**Instructions for the task**
State how many lines in the following entries contain the word "level". No other output.

□ □ □ □ □ □ □

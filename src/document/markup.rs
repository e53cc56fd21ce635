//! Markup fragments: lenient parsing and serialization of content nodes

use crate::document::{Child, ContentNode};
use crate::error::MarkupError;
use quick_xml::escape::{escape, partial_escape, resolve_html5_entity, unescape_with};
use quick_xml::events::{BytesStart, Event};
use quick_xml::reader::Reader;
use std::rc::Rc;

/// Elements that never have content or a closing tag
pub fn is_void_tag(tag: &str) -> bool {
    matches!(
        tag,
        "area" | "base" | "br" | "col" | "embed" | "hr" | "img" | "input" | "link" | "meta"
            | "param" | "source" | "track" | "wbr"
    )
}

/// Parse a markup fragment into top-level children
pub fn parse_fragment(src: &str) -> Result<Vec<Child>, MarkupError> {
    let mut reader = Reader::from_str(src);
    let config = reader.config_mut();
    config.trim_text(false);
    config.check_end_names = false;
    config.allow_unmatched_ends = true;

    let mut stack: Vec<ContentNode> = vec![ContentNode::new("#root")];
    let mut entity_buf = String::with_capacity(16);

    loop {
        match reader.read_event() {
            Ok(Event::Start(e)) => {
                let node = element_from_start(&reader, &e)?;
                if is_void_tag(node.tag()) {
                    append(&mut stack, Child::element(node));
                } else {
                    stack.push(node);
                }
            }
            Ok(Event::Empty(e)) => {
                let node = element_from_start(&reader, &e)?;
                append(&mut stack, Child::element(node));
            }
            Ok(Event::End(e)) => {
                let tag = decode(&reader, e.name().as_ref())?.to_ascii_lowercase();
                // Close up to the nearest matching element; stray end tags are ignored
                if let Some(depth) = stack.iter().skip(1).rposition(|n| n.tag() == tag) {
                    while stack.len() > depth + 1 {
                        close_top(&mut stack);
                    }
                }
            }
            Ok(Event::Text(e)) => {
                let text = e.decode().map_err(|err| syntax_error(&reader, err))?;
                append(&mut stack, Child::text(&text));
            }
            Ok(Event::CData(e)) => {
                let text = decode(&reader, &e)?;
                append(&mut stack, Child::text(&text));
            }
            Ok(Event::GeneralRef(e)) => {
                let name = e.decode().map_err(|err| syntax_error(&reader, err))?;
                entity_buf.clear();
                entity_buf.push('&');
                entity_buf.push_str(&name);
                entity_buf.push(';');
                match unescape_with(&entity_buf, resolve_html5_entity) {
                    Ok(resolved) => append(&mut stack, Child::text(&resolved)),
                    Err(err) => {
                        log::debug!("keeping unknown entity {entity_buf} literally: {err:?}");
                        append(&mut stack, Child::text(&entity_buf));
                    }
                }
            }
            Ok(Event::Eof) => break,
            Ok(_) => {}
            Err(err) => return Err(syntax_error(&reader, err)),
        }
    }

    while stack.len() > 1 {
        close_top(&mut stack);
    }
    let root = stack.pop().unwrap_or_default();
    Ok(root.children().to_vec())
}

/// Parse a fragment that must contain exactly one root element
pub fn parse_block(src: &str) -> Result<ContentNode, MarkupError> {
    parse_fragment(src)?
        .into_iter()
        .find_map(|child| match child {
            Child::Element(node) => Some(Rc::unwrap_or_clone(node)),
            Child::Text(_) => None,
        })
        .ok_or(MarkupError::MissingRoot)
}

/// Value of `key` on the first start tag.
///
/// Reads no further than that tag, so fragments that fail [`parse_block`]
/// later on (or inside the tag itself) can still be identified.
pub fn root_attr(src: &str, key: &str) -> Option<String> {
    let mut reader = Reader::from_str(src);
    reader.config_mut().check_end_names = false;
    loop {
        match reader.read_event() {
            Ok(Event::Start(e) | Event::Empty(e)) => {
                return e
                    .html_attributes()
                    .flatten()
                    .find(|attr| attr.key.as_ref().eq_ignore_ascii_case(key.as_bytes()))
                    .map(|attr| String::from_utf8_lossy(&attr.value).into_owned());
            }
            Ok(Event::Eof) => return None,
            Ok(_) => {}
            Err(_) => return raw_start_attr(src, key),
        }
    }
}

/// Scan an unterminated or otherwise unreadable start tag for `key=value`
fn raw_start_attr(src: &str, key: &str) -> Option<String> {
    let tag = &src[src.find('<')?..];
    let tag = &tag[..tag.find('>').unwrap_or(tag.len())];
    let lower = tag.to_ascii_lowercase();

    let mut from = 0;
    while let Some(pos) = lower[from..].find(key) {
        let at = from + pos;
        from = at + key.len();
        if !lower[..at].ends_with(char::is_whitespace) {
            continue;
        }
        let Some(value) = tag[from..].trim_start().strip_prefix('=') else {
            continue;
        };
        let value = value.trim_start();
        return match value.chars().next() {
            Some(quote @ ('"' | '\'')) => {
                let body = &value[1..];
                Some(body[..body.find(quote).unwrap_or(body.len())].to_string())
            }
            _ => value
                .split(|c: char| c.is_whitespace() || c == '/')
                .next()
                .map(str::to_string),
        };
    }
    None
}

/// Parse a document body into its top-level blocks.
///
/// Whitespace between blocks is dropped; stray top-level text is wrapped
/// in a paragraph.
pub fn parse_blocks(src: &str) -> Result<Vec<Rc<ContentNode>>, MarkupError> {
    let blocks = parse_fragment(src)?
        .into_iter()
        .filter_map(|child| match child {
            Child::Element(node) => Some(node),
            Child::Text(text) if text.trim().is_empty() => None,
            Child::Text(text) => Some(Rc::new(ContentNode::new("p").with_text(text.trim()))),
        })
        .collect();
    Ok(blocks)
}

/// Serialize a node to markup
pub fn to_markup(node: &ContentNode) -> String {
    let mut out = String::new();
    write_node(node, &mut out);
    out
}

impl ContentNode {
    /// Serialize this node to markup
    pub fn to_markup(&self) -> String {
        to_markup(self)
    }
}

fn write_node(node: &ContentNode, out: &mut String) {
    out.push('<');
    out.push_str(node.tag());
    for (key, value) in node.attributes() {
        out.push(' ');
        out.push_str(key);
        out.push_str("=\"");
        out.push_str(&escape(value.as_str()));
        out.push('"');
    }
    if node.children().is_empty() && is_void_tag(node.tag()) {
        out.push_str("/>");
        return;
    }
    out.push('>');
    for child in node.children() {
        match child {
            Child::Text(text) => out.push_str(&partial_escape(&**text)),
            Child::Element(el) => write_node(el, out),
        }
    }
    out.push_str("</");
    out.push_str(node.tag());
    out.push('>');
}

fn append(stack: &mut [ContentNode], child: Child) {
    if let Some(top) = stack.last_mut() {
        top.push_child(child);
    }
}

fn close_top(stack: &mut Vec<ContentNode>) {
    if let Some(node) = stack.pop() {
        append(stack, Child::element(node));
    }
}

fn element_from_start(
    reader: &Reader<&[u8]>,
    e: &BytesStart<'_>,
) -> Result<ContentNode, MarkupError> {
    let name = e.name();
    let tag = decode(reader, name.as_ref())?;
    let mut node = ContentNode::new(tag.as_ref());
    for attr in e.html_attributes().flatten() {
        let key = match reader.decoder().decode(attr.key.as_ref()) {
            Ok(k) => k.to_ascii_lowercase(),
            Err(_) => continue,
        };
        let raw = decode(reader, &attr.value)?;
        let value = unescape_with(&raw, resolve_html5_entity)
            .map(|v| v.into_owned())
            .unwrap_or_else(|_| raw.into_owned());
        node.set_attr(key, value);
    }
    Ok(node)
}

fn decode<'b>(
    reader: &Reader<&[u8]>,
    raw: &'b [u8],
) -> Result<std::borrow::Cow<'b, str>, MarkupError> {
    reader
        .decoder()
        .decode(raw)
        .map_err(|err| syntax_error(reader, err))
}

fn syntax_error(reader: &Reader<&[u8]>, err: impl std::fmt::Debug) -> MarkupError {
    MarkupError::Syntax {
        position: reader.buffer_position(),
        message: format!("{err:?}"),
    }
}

□ □ □ □ □ □ □

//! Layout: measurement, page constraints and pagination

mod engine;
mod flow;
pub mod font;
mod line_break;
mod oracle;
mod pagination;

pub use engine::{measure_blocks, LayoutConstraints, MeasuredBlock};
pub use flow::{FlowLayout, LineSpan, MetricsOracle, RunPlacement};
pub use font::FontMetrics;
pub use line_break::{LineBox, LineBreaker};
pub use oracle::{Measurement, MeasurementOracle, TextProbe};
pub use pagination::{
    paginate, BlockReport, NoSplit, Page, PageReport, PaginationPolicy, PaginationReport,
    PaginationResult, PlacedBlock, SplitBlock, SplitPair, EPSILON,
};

□ □ □ □ □ □ □

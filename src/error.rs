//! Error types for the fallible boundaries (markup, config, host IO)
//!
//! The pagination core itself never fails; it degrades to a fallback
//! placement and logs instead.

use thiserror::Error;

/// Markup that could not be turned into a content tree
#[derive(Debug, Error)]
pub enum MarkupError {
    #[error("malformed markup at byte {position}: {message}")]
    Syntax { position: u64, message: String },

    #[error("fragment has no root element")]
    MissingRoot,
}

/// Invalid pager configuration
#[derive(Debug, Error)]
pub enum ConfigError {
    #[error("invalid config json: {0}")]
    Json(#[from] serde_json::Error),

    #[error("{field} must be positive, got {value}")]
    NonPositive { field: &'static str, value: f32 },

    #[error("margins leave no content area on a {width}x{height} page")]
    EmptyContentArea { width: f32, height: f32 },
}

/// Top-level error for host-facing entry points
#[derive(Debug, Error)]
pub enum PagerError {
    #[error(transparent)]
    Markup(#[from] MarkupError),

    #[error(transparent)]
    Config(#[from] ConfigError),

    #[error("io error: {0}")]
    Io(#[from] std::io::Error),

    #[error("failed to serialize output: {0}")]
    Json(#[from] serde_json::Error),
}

□ □ □ □ □ □ □

**Response to this exercise**
4